It’s a strange kettle of fish when the latest film from the beloved Shawshank Redemption team of writer-director Frank Darabont and original author Stephen King is left languishing on the shelf for six months, then released against a couple of blockbusters.

Such is the fate of The Mist, a rather anti-summer movie, and not only because of the weather. Reviews in the States last year were scarcely engaged and business was poor. Yet this doomsday horror movie emerges as one of the better surprises of the year, an old fashioned chiller made with real thought and attention. In places it’s as effective as anything Darabont has done.

David Drayton (Thomas Jane, who holds the screen effortlessly here) is with his son at the local supermarket when the fog rolls in, and with it a terrified local, bleeding and yelling how there’s something nasty in the mist.

The market is busy – people are restocking after a big storm – and an alarm cuts through the building like a chill. It sounds like a bomb warning; the sound you might hear in the event of an attack. A man rushes out to his car but no sooner has he been swallowed up by the mist than he lets rip a blood-curdling scream. Nobody’s eager to follow in his footsteps.

As is traditional in this kind of story (see also, The Happening) the phones are dead, so the good people of Castle Rock are on their own. Curiously they’re not much concerned that the mist itself might be toxic – surely the most rationale explanation? It’s only when a giant, grasping tentacle slides into the loading bay that they begin to appreciate the true nature of the threat – and even then, those shoppers who missed the show have a hard time buying it.

Never a filmmaker to run when he can walk, Darabont lets the horror build through unease, incredulity and mounting suggestion. Cannily, he keeps Mark Isham’s score in his back pocket, and reaches for it sparingly. In one of his best bits, a volunteer ties a rope around his waist and ventures into the unknown. Darabont stays fixed in the store and lets the pull on the rope tell the story. Pure suspense.
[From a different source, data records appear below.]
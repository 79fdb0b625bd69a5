//! ConfigLoader facade delegating to merge service.

use super::merge::service::MergeService;
use super::SyncConfig;
use config::ConfigError;
use std::path::Path;

/// Configuration loader facade.
pub struct ConfigLoader;

impl ConfigLoader {
    /// Load configuration from the standard files and environment.
    pub fn load(workspace_root: &Path) -> Result<SyncConfig, ConfigError> {
        MergeService::load(workspace_root)
    }

    /// Load configuration from a specific file, still overlaid by environment.
    pub fn load_from_file(path: &Path) -> Result<SyncConfig, ConfigError> {
        MergeService::load_from_file(path)
    }
}
//! Collection document types.
//!
//! Mirrors the v2.1 collection JSON shape closely enough to reconcile it. Every
//! struct keeps the fields it does not interpret in a flattened `extra` map so a
//! tree fetched from the document store round-trips without losing bodies,
//! headers, descriptions or store-assigned ids.

use serde::de::{self, Deserializer};
use serde::{Deserialize, Serialize};
use serde_json::{Map, Value};

/// Schema URL written into freshly created collections.
pub const COLLECTION_SCHEMA: &str =
    "https://schema.getpostman.com/json/collection/v2.1.0/collection.json";

/// Collection header.
#[derive(Debug, Clone, Default, PartialEq, Serialize, Deserialize)]
pub struct CollectionInfo {
    #[serde(default, deserialize_with = "null_as_default")]
    pub name: String,

    #[serde(default, skip_serializing_if = "Option::is_none")]
    pub schema: Option<String>,

    #[serde(flatten)]
    pub extra: Map<String, Value>,
}

/// Root collection document.
#[derive(Debug, Clone, PartialEq, Serialize, Deserialize)]
pub struct CollectionTree {
    #[serde(default, deserialize_with = "null_as_default")]
    pub info: CollectionInfo,

    #[serde(default, deserialize_with = "null_as_default")]
    pub item: Vec<CollectionNode>,

    #[serde(
        default,
        deserialize_with = "null_as_default",
        skip_serializing_if = "Vec::is_empty"
    )]
    pub event: Vec<EventEntry>,

    #[serde(
        default,
        deserialize_with = "null_as_default",
        skip_serializing_if = "Vec::is_empty"
    )]
    pub variable: Vec<Variable>,

    #[serde(default, skip_serializing_if = "Option::is_none")]
    pub auth: Option<Value>,

    #[serde(flatten)]
    pub extra: Map<String, Value>,
}

impl CollectionTree {
    /// Empty tree used when nothing has been persisted yet.
    pub fn empty(name: &str) -> Self {
        CollectionTree {
            info: CollectionInfo {
                name: name.to_string(),
                schema: Some(COLLECTION_SCHEMA.to_string()),
                extra: Map::new(),
            },
            item: Vec::new(),
            event: Vec::new(),
            variable: Vec::new(),
            auth: None,
            extra: Map::new(),
        }
    }

    /// Read a collection from either a bare tree or a `{"collection": tree}` envelope.
    ///
    /// Documents without an `item` array are not collections; they resolve to
    /// `CollectionTree::empty(default_name)`.
    pub fn from_document(document: Value, default_name: &str) -> Result<Self, serde_json::Error> {
        let mut document = document;
        if let Some(inner) = document.get_mut("collection") {
            document = inner.take();
        }
        if !document.get("item").map_or(false, Value::is_array) {
            return Ok(CollectionTree::empty(default_name));
        }
        serde_json::from_value(document)
    }
}

/// Either a folder or a request. A node is a request iff it carries `request`.
#[derive(Debug, Clone, PartialEq, Serialize)]
#[serde(untagged)]
pub enum CollectionNode {
    Folder(FolderNode),
    Request(RequestItem),
}

impl<'de> Deserialize<'de> for CollectionNode {
    fn deserialize<D: Deserializer<'de>>(deserializer: D) -> Result<Self, D::Error> {
        let value = Value::deserialize(deserializer)?;
        let is_request = value.get("request").map_or(false, |r| !r.is_null());
        if is_request {
            RequestItem::deserialize(value)
                .map(CollectionNode::Request)
                .map_err(de::Error::custom)
        } else {
            FolderNode::deserialize(value)
                .map(CollectionNode::Folder)
                .map_err(de::Error::custom)
        }
    }
}

impl CollectionNode {
    pub fn name(&self) -> &str {
        match self {
            CollectionNode::Folder(folder) => &folder.name,
            CollectionNode::Request(request) => &request.name,
        }
    }

    pub fn as_folder(&self) -> Option<&FolderNode> {
        match self {
            CollectionNode::Folder(folder) => Some(folder),
            CollectionNode::Request(_) => None,
        }
    }

    pub fn as_request(&self) -> Option<&RequestItem> {
        match self {
            CollectionNode::Request(request) => Some(request),
            CollectionNode::Folder(_) => None,
        }
    }
}

/// Named grouping of child nodes.
#[derive(Debug, Clone, Default, PartialEq, Serialize, Deserialize)]
pub struct FolderNode {
    #[serde(default, deserialize_with = "null_as_default")]
    pub name: String,

    #[serde(default, deserialize_with = "null_as_default")]
    pub item: Vec<CollectionNode>,

    #[serde(
        default,
        deserialize_with = "null_as_default",
        skip_serializing_if = "Vec::is_empty"
    )]
    pub event: Vec<EventEntry>,

    #[serde(
        default,
        deserialize_with = "null_as_default",
        skip_serializing_if = "Vec::is_empty"
    )]
    pub variable: Vec<Variable>,

    #[serde(default, skip_serializing_if = "Option::is_none")]
    pub auth: Option<Value>,

    #[serde(flatten)]
    pub extra: Map<String, Value>,
}

impl FolderNode {
    pub fn new(name: impl Into<String>, item: Vec<CollectionNode>) -> Self {
        FolderNode {
            name: name.into(),
            item,
            ..FolderNode::default()
        }
    }
}

/// Leaf node describing one HTTP operation.
#[derive(Debug, Clone, PartialEq, Serialize, Deserialize)]
pub struct RequestItem {
    #[serde(default, deserialize_with = "null_as_default")]
    pub name: String,

    pub request: RequestSpec,

    #[serde(
        default,
        deserialize_with = "null_as_default",
        skip_serializing_if = "Vec::is_empty"
    )]
    pub event: Vec<EventEntry>,

    #[serde(flatten)]
    pub extra: Map<String, Value>,
}

impl RequestItem {
    pub fn new(name: impl Into<String>, method: &str, url: RequestUrl) -> Self {
        RequestItem {
            name: name.into(),
            request: RequestSpec {
                method: Some(method.to_string()),
                url: Some(url),
                auth: None,
                extra: Map::new(),
            },
            event: Vec::new(),
            extra: Map::new(),
        }
    }
}

/// The `request` object of a request node.
///
/// The shorthand form, a bare URL string, is accepted and read as a GET.
#[derive(Debug, Clone, PartialEq, Serialize, Deserialize)]
#[serde(from = "RequestRepr")]
pub struct RequestSpec {
    #[serde(default, skip_serializing_if = "Option::is_none")]
    pub method: Option<String>,

    #[serde(default, skip_serializing_if = "Option::is_none")]
    pub url: Option<RequestUrl>,

    #[serde(default, skip_serializing_if = "Option::is_none")]
    pub auth: Option<Value>,

    #[serde(flatten)]
    pub extra: Map<String, Value>,
}

impl RequestSpec {
    /// HTTP verb, `GET` when absent.
    pub fn method(&self) -> &str {
        self.method.as_deref().unwrap_or("GET")
    }
}

#[derive(Deserialize)]
#[serde(untagged)]
enum RequestRepr {
    Url(String),
    Full {
        #[serde(default)]
        method: Option<String>,
        #[serde(default)]
        url: Option<RequestUrl>,
        #[serde(default)]
        auth: Option<Value>,
        #[serde(flatten)]
        extra: Map<String, Value>,
    },
}

impl From<RequestRepr> for RequestSpec {
    fn from(repr: RequestRepr) -> Self {
        match repr {
            RequestRepr::Url(url) => RequestSpec {
                method: None,
                url: Some(RequestUrl::Raw(url)),
                auth: None,
                extra: Map::new(),
            },
            RequestRepr::Full {
                method,
                url,
                auth,
                extra,
            } => RequestSpec {
                method,
                url,
                auth,
                extra,
            },
        }
    }
}

/// Request URL in string or structured form.
#[derive(Debug, Clone, PartialEq, Serialize, Deserialize)]
#[serde(untagged)]
pub enum RequestUrl {
    Raw(String),
    Structured(StructuredUrl),
}

/// Structured URL. `host` and `path` are kept as raw JSON because collections
/// in the wild carry them as strings, string arrays, or arrays of segment objects.
#[derive(Debug, Clone, Default, PartialEq, Serialize, Deserialize)]
pub struct StructuredUrl {
    #[serde(default, skip_serializing_if = "Option::is_none")]
    pub raw: Option<String>,

    #[serde(default, skip_serializing_if = "Option::is_none")]
    pub protocol: Option<String>,

    #[serde(default, skip_serializing_if = "Option::is_none")]
    pub host: Option<Value>,

    #[serde(default, skip_serializing_if = "Option::is_none")]
    pub path: Option<Value>,

    #[serde(flatten)]
    pub extra: Map<String, Value>,
}

/// Lifecycle script attached to a collection, folder or request.
#[derive(Debug, Clone, PartialEq, Serialize, Deserialize)]
pub struct EventEntry {
    #[serde(default, deserialize_with = "null_as_default")]
    pub listen: String,

    #[serde(default, deserialize_with = "null_as_default")]
    pub script: EventScript,

    #[serde(flatten)]
    pub extra: Map<String, Value>,
}

#[derive(Debug, Clone, Default, PartialEq, Serialize, Deserialize)]
pub struct EventScript {
    #[serde(default, skip_serializing_if = "Option::is_none")]
    pub id: Option<String>,

    #[serde(rename = "type", default, skip_serializing_if = "Option::is_none")]
    pub script_type: Option<String>,

    #[serde(default, deserialize_with = "deserialize_exec")]
    pub exec: Vec<String>,

    #[serde(flatten)]
    pub extra: Map<String, Value>,
}

/// Explicit `null` reads the same as a missing field.
fn null_as_default<'de, D, T>(deserializer: D) -> Result<T, D::Error>
where
    D: Deserializer<'de>,
    T: Deserialize<'de> + Default,
{
    Option::<T>::deserialize(deserializer).map(Option::unwrap_or_default)
}

fn deserialize_exec<'de, D: Deserializer<'de>>(deserializer: D) -> Result<Vec<String>, D::Error> {
    #[derive(Deserialize)]
    #[serde(untagged)]
    enum Exec {
        One(String),
        Many(Vec<String>),
    }

    Ok(match Option::<Exec>::deserialize(deserializer)? {
        None => Vec::new(),
        Some(Exec::One(line)) => vec![line],
        Some(Exec::Many(lines)) => lines,
    })
}

/// Named value scoped to a collection or folder. Identity is `key`.
#[derive(Debug, Clone, PartialEq, Serialize, Deserialize)]
pub struct Variable {
    #[serde(default, skip_serializing_if = "Option::is_none")]
    pub key: Option<String>,

    #[serde(default, skip_serializing_if = "Option::is_none")]
    pub value: Option<Value>,

    #[serde(flatten)]
    pub extra: Map<String, Value>,
}

impl Variable {
    pub fn new(key: &str, value: Value) -> Self {
        Variable {
            key: Some(key.to_string()),
            value: Some(value),
            extra: Map::new(),
        }
    }
}

/// Metadata carried by grouping levels (collection root and folders).
pub trait GroupMetadata {
    fn events(&self) -> &[EventEntry];
    fn variables(&self) -> &[Variable];
    fn auth(&self) -> Option<&Value>;
    fn set_metadata(&mut self, event: Vec<EventEntry>, variable: Vec<Variable>, auth: Option<Value>);
}

impl GroupMetadata for CollectionTree {
    fn events(&self) -> &[EventEntry] {
        &self.event
    }

    fn variables(&self) -> &[Variable] {
        &self.variable
    }

    fn auth(&self) -> Option<&Value> {
        self.auth.as_ref()
    }

    fn set_metadata(&mut self, event: Vec<EventEntry>, variable: Vec<Variable>, auth: Option<Value>) {
        self.event = event;
        self.variable = variable;
        self.auth = auth;
    }
}

impl GroupMetadata for FolderNode {
    fn events(&self) -> &[EventEntry] {
        &self.event
    }

    fn variables(&self) -> &[Variable] {
        &self.variable
    }

    fn auth(&self) -> Option<&Value> {
        self.auth.as_ref()
    }

    fn set_metadata(&mut self, event: Vec<EventEntry>, variable: Vec<Variable>, auth: Option<Value>) {
        self.event = event;
        self.variable = variable;
        self.auth = auth;
    }
}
When the monsters do reveal themselves the CGI work is seamless and properly repellent, but don’t worry yourself about where they come from or why. Darabont’s focus is always squarely on the humans, who quickly splinter into competing factions reflecting their own racial, class and educational prejudices. The mental mist that clouds everyone’s judgment is the real theme of the story: denial, frustration, despair, and enough reckless courage to keep the body count ticking over. When it comes to scary, Marcia Gay Harden’s Born Again Christian is fearsome enough to convince Drayton and his clique to take their chances with the beasties.

The most unusual bonus on the US region 1 DVD of The Mist (it’s been out for a while) is a black and white version of the film. That’s a reflection of how influenced Darabont has been by old Hollywood – he’s a real classicist. In this case the subtle 1940s horrors of director Val Lewton (Cat People) are probably the most important influence – along with the atomic “creature features” of the 1950s, like Them!

Unlike, say, Robert Rodriguez, Darabont takes his horror straight. There isn’t a trace of post-modern irony to be found lurking in The Mist. Indeed, it’s earnest to a fault. Harden’s religious nut hijacks the movie for a while, and a belated attempt to flesh out the characters of a soldier and his sweetheart feels like an afterthought. Even so, these flaws suggest that Darabont is trying to say something about the fundamentalist/militarist mindset holding sway in parts of the US these days.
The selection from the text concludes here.